- [YOUR INSTRUCTIONS] Take the records below and print them verbatim up to and including the line that carries "pub async fn".

- [TASK DATA]
--- START ---

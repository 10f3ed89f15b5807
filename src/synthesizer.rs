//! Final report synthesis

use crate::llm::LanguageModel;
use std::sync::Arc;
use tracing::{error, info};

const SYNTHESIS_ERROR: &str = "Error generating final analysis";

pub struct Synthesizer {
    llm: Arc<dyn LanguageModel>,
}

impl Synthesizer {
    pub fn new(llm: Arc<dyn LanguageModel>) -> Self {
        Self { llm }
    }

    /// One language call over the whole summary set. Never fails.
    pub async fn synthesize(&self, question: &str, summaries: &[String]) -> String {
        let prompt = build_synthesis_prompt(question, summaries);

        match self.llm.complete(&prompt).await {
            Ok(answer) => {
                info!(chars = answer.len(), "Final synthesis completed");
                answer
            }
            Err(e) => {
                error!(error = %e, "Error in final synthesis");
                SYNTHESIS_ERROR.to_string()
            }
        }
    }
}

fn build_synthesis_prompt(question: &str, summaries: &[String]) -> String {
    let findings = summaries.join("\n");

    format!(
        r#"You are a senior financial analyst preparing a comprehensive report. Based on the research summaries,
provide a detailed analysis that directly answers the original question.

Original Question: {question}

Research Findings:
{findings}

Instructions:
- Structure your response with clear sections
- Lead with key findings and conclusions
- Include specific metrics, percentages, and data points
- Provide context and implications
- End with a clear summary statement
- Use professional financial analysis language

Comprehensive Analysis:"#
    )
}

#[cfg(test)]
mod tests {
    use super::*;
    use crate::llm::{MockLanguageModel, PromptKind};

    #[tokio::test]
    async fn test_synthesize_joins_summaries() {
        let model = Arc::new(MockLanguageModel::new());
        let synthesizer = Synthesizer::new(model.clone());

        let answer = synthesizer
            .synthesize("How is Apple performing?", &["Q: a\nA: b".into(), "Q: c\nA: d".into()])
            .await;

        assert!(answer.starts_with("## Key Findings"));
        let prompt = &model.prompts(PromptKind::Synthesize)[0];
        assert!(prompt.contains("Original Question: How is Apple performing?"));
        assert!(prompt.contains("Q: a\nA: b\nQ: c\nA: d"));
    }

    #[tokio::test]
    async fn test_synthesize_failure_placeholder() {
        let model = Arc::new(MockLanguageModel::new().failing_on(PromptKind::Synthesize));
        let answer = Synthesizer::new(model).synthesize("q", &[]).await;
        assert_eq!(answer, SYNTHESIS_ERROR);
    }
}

--- END ---

- [EXERCISE OUTPUT]
repository 10f3ed89f15b5807
filename src/synthesizer.rs
//! Final report synthesis

use crate::llm::LanguageModel;
use std::sync::Arc;
use tracing::{error, info};

const SYNTHESIS_ERROR: &str = "Error generating final analysis";

pub struct Synthesizer {
    llm: Arc<dyn LanguageModel>,
}

impl Synthesizer {
    pub fn new(llm: Arc<dyn LanguageModel>) -> Self {
        Self { llm }
    }

    /// One language call over the whole summary set. Never fails.
    pub async fn synthesize(&self, question: &str, summaries: &[String]) -> String {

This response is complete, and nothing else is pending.